There are a few precautions all drivers should take regardless of their experience before they are ready to take on any trail that may come their way. Bill Burk on 4-Wheeling America’s Internet site, offers five safety tips to take when taking your vehicle off-highway.
(1) Drive as slow as possible, but as fast as necessary.
(2) Survey the trail ahead to avoid any “surprises.” When in doubt, get out and reckon.
(3) Drive directly up and down hills. Traveling diagonally may result in a sideways slide — worst case, a rollover. Do not turn around when on a hill.
(4) Reduce the tire pressure. This improves traction in all conditions, especially sand. Remember that ground clearance has been compromised. Reinflate before driving on the pavement for any distance.
(5) Cross ditches or logs at an angle so that one wheel at a time goes over the obstacle; the other three help the one wheel to climb over.

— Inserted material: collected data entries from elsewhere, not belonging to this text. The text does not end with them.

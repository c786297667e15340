use bevy_ecs::prelude::Component;

use crate::components::mapposition::MapPosition;
use crate::resources::backbuffer::Blit;

/// A textured rectangle cut from an atlas.
///
/// `tex_key` refers to a texture owned by the
/// [`TextureStore`](crate::resources::texturestore::TextureStore); the sprite
/// never loads or frees it. Size and source rectangle are fixed at creation.
/// `active` gates both update and draw.
#[derive(Component, Clone, Debug, PartialEq, Eq)]
pub struct Sprite {
    pub tex_key: Option<String>,
    pub width: i32,
    pub height: i32,
    pub source_x: i32,
    pub source_y: i32,
    pub active: bool,
}

impl Sprite {
    pub fn new(
        width: i32,
        height: i32,
        tex_key: impl Into<String>,
        source_x: i32,
        source_y: i32,
    ) -> Self {
        Self {
            tex_key: Some(tex_key.into()),
            width,
            height,
            source_x,
            source_y,
            active: true,
        }
    }

    /// Reset geometry and atlas rectangle and mark the sprite active.
    ///
    /// With `tex_key == None` the current texture is kept, so a sprite can be
    /// reshaped without touching its skin.
    ///
    /// Position is not part of the sprite: it lives in the entity's
    /// [`MapPosition`], which callers set alongside this call to move the
    /// sprite as well.
    pub fn init(
        &mut self,
        width: i32,
        height: i32,
        tex_key: Option<&str>,
        source_x: i32,
        source_y: i32,
    ) {
        self.active = true;
        self.width = width;
        self.height = height;
        if let Some(key) = tex_key {
            self.tex_key = Some(key.to_string());
        }
        self.source_x = source_x;
        self.source_y = source_y;
    }

    /// The backbuffer copy for this sprite at `pos`, or `None` when inactive
    /// or without a texture.
    pub fn blit(&self, pos: &MapPosition) -> Option<Blit> {
        if !self.active {
            return None;
        }
        let tex_key = self.tex_key.as_ref()?;
        let (dest_x, dest_y) = pos.pixel();
        Some(Blit {
            tex_key: tex_key.clone(),
            source_x: self.source_x,
            source_y: self.source_y,
            width: self.width,
            height: self.height,
            dest_x,
            dest_y,
        })
    }
}

#[cfg(test)]
mod tests {
    use super::*;

    #[test]
    fn test_new_sprite_is_active() {
        let s = Sprite::new(24, 16, "sprites", 48, 16);
        assert!(s.active);
        assert_eq!(s.tex_key.as_deref(), Some("sprites"));
    }

    #[test]
    fn test_init_without_texture_keeps_previous() {
        let mut s = Sprite::new(24, 16, "sprites", 48, 16);
        s.active = false;
        s.init(32, 32, None, 0, 64);
        assert!(s.active);
        assert_eq!((s.width, s.height), (32, 32));
        assert_eq!((s.source_x, s.source_y), (0, 64));
        assert_eq!(s.tex_key.as_deref(), Some("sprites"));

        s.init(32, 32, Some("other"), 0, 64);
        assert_eq!(s.tex_key.as_deref(), Some("other"));
    }

    #[test]
    fn test_blit_truncates_position() {
        let s = Sprite::new(24, 16, "sprites", 48, 16);
        let blit = s.blit(&MapPosition::new(100.9, 57.2)).unwrap();
        assert_eq!((blit.dest_x, blit.dest_y), (100, 57));
        assert_eq!((blit.source_x, blit.source_y), (48, 16));
        assert_eq!((blit.width, blit.height), (24, 16));
    }

    #[test]
    fn test_inactive_sprite_does_not_draw() {
        let mut s = Sprite::new(24, 16, "sprites", 48, 16);
        s.active = false;
        assert!(s.blit(&MapPosition::new(0.0, 0.0)).is_none());
    }

    #[test]
    fn test_sprite_without_texture_does_not_draw() {
        let mut s = Sprite::new(24, 16, "sprites", 48, 16);
        s.tex_key = None;
        assert!(s.blit(&MapPosition::new(0.0, 0.0)).is_none());
    }
}
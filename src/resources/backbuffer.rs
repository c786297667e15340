//! Offscreen backbuffer draw list.
//!
//! Every draw call of a frame targets the [`Backbuffer`], never the window.
//! The draw systems record a clear colour and a sequence of atlas blits here;
//! the present system then replays them into the
//! [`RenderTarget`](crate::resources::rendertarget::RenderTarget) inside a
//! scoped texture mode, composites the result to the window once, and
//! presents.
//!
//! Keeping the frame as data is what lets the whole update/draw pass run and
//! be inspected without a window.

use bevy_ecs::prelude::Resource;
use raylib::prelude::{Color, Rectangle, Vector2};

/// One copy of an atlas sub-rectangle onto the backbuffer at 1:1 scale.
#[derive(Debug, Clone, PartialEq, Eq)]
pub struct Blit {
    /// Texture key in the [`TextureStore`](crate::resources::texturestore::TextureStore).
    pub tex_key: String,
    pub source_x: i32,
    pub source_y: i32,
    pub width: i32,
    pub height: i32,
    /// Destination in backbuffer pixels, top-left origin.
    pub dest_x: i32,
    pub dest_y: i32,
}

impl Blit {
    pub fn source_rect(&self) -> Rectangle {
        Rectangle {
            x: self.source_x as f32,
            y: self.source_y as f32,
            width: self.width as f32,
            height: self.height as f32,
        }
    }

    pub fn dest_pos(&self) -> Vector2 {
        Vector2 {
            x: self.dest_x as f32,
            y: self.dest_y as f32,
        }
    }
}

/// Draw commands recorded against the logical-resolution surface.
#[derive(Resource, Debug, Clone)]
pub struct Backbuffer {
    /// Logical width in pixels.
    pub width: i32,
    /// Logical height in pixels.
    pub height: i32,
    clear_color: Option<Color>,
    draw_color: Color,
    blits: Vec<Blit>,
}

impl Backbuffer {
    pub fn new(width: i32, height: i32) -> Self {
        Self {
            width,
            height,
            clear_color: None,
            draw_color: Color::WHITE,
            blits: Vec::new(),
        }
    }

    /// Start a new frame filled with `(r, g, b)`.
    ///
    /// The fill colour carries alpha 0. Afterwards the draw colour is reset to
    /// opaque white, which is the tint used for every blit.
    pub fn clear(&mut self, r: u8, g: u8, b: u8) {
        self.clear_color = Some(Color::new(r, g, b, 0));
        self.draw_color = Color::WHITE;
        self.blits.clear();
    }

    /// Copy the atlas rectangle described by `blit` onto the backbuffer,
    /// tinted with the current draw colour when replayed.
    pub fn draw_subimage(&mut self, blit: Blit) {
        self.blits.push(blit);
    }

    pub fn clear_color(&self) -> Option<Color> {
        self.clear_color
    }

    pub fn draw_color(&self) -> Color {
        self.draw_color
    }

    /// Blits recorded since the last clear, in draw order.
    pub fn blits(&self) -> &[Blit] {
        &self.blits
    }
}

#[cfg(test)]
mod tests {
    use super::*;

    fn blit(tex_key: &str, x: i32, y: i32, w: i32, h: i32, sx: i32, sy: i32) -> Blit {
        Blit {
            tex_key: tex_key.to_string(),
            source_x: sx,
            source_y: sy,
            width: w,
            height: h,
            dest_x: x,
            dest_y: y,
        }
    }

    #[test]
    fn test_new_backbuffer_is_empty() {
        let bb = Backbuffer::new(368, 240);
        assert_eq!(bb.width, 368);
        assert_eq!(bb.height, 240);
        assert!(bb.clear_color().is_none());
        assert!(bb.blits().is_empty());
    }

    #[test]
    fn test_clear_uses_transparent_alpha_and_resets_draw_color() {
        let mut bb = Backbuffer::new(368, 240);
        bb.clear(0, 0, 100);
        let c = bb.clear_color().unwrap();
        assert_eq!((c.r, c.g, c.b, c.a), (0, 0, 100, 0));
        let d = bb.draw_color();
        assert_eq!((d.r, d.g, d.b, d.a), (255, 255, 255, 255));
    }

    #[test]
    fn test_clear_discards_previous_frame() {
        let mut bb = Backbuffer::new(368, 240);
        bb.clear(0, 0, 0);
        bb.draw_subimage(blit("tiles", 0, 0, 16, 16, 32, 0));
        assert_eq!(bb.blits().len(), 1);
        bb.clear(0, 0, 0);
        assert!(bb.blits().is_empty());
    }

    #[test]
    fn test_draw_subimage_records_rectangles() {
        let mut bb = Backbuffer::new(368, 240);
        bb.draw_subimage(blit("sprites", 100, 101, 24, 16, 48, 16));
        let blit = &bb.blits()[0];
        assert_eq!(blit.tex_key, "sprites");
        let src = blit.source_rect();
        assert_eq!((src.x, src.y, src.width, src.height), (48.0, 16.0, 24.0, 16.0));
        let dest = blit.dest_pos();
        assert_eq!((dest.x, dest.y), (100.0, 101.0));
    }
}
//! Event types exchanged between the platform layer and the engine.
//!
//! Submodules:
//! - [`input`] – logical input actions and raw key edges
pub mod input;
//! ECS resources made available to systems.
//!
//! Long-lived data injected into the ECS world: input state, timing, the
//! tilemap, the backbuffer draw list, rendering handles and asset stores.
//!
//! Overview
//! - `backbuffer` – draw calls recorded against the offscreen surface
//! - `clock` – millisecond frame clock producing the per-frame delta
//! - `gameconfig` – settings loaded from `config.ini`
//! - `gamestate` – `Uninitialized -> Running -> Terminated`
//! - `input` – logical action state fed by key edges
//! - `keymap` – key code to action bindings and the pending edge queue
//! - `rendertarget` – GPU framebuffer at logical resolution (non-send)
//! - `screensize` – logical resolution in pixels
//! - `texturestore` – loaded textures keyed by string IDs
//! - `tilemap` – scrolling tile grid and its atlas lookup table
//! - `worldtime` – simulation time and delta
pub mod backbuffer;
pub mod clock;
pub mod gameconfig;
pub mod gamestate;
pub mod input;
pub mod keymap;
pub mod rendertarget;
pub mod screensize;
pub mod texturestore;
pub mod tilemap;
pub mod worldtime;
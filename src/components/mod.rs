//! ECS components for entities.
//!
//! Submodules overview:
//! - [`inputcontrolled`] – marker for entities driven by directional input
//! - [`mapposition`] – top-left position in logical pixels
//! - [`rigidbody`] – per-axis speed in pixels per second
//! - [`sprite`] – atlas rectangle drawn at the entity's position
//! - [`zindex`] – draw order hint for sprites

pub mod inputcontrolled;
pub mod mapposition;
pub mod rigidbody;
pub mod sprite;
pub mod zindex;
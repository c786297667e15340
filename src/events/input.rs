//! Input action types.
//!
//! [`InputAction`] names the logical actions the game understands, decoupled
//! from any physical key. [`KeyEvent`] is a raw key-down/key-up edge as
//! reported by the platform; the [`KeyMap`](crate::resources::keymap::KeyMap)
//! translates its key code into an action.

/// Enumeration of logical input actions.
#[derive(Debug, Clone, Copy, PartialEq, Eq, Hash)]
pub enum InputAction {
    /// Back/quit (default: Escape).
    Back,
    /// Start (unbound by default).
    Start,
    /// Move left (default: Left arrow).
    Left,
    /// Move right (default: Right arrow).
    Right,
    /// Move up (default: Up arrow).
    Up,
    /// Move down (default: Down arrow).
    Down,
    /// Primary fire (default: D).
    Fire1,
    /// Secondary fire (default: F).
    Fire2,
}

impl InputAction {
    /// All actions, in declaration order.
    pub const ALL: [InputAction; 8] = [
        InputAction::Back,
        InputAction::Start,
        InputAction::Left,
        InputAction::Right,
        InputAction::Up,
        InputAction::Down,
        InputAction::Fire1,
        InputAction::Fire2,
    ];

    /// Name used for this action in the `[input]` section of the config file.
    pub fn config_name(self) -> &'static str {
        match self {
            InputAction::Back => "back",
            InputAction::Start => "start",
            InputAction::Left => "left",
            InputAction::Right => "right",
            InputAction::Up => "up",
            InputAction::Down => "down",
            InputAction::Fire1 => "fire1",
            InputAction::Fire2 => "fire2",
        }
    }
}

/// A single key edge reported by the platform.
#[derive(Debug, Clone, Copy, PartialEq, Eq)]
pub struct KeyEvent {
    /// Platform key code.
    pub key_code: i32,
    /// `true` for key-down, `false` for key-up.
    pub pressed: bool,
}

impl KeyEvent {
    pub fn down(key_code: i32) -> Self {
        Self {
            key_code,
            pressed: true,
        }
    }

    pub fn up(key_code: i32) -> Self {
        Self {
            key_code,
            pressed: false,
        }
    }
}
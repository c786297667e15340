use bevy_ecs::prelude::Component;

/// Marks an entity as moved by the directional input actions.
///
/// The [`input_controller`](crate::systems::inputcontroller::input_controller)
/// system moves such entities by their
/// [`RigidBody`](crate::components::rigidbody::RigidBody) speed and keeps them
/// inside the playfield.
#[derive(Component, Clone, Copy, Debug, Default)]
pub struct InputControlled;
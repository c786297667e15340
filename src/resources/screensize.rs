//! Screen size resource.
//!
//! Logical resolution every gameplay and drawing calculation works in,
//! independent of the scaled window size.

use bevy_ecs::prelude::Resource;

/// Logical screen size in pixels.
#[derive(Resource, Clone, Copy, Debug, PartialEq, Eq)]
pub struct ScreenSize {
    /// Width in pixels.
    pub w: i32,
    /// Height in pixels.
    pub h: i32,
}
//! Tilemap auto-scroll system.
use bevy_ecs::prelude::*;

use crate::resources::tilemap::Tilemap;
use crate::resources::worldtime::WorldTime;

/// Advance the tilemap scroll position by this frame's delta.
pub fn tilemap_scroll(mut tilemap: ResMut<Tilemap>, time: Res<WorldTime>) {
    tilemap.scroll_update(time.delta);
}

“You can damage your equipment of you fly up the hill take it slow and easy and know the abilities of your vehicle because once your stuck your stuck,” said Schauerhamer.
Those wishing to participate in off-road activities don’t have to brave the trail alone. There are several four-wheeling clubs in the Salt Lake and Utah valleys.
“We don’t have many from the Y coming (into our club) but they are definitely welcome,” said Arlyn Richards, president of the Lone Peak Four Wheelers Club.
The Lone Peak Four Wheelers are for the public use of land, rather than the environmentalist that want to close the lands to motorized vehicles. “We practice the tread lightly theory and stay on designated trails,” said Richards.
“We are a family-oriented club, sometimes clubs tend to be young adult type people who tear up the mountains. We go a little bit slower but tend to go over harder obstacles,” said Richards.
If you are interested in more information about the Lone Peak Four-Wheelers Club they meet every third Thursday in the basement of the American Fork senior citizens center. “We do a trail ride a month (that) can typically be handled with a stock four-wheel drive vehicle,” said Richards.
Even if you prefer to explore the off-road trails of Utah alone, you will still find it full of adventure and excitement.
“It’s an adrenaline rush and you don’t have to work the vehicle does the work for you,” said Swope.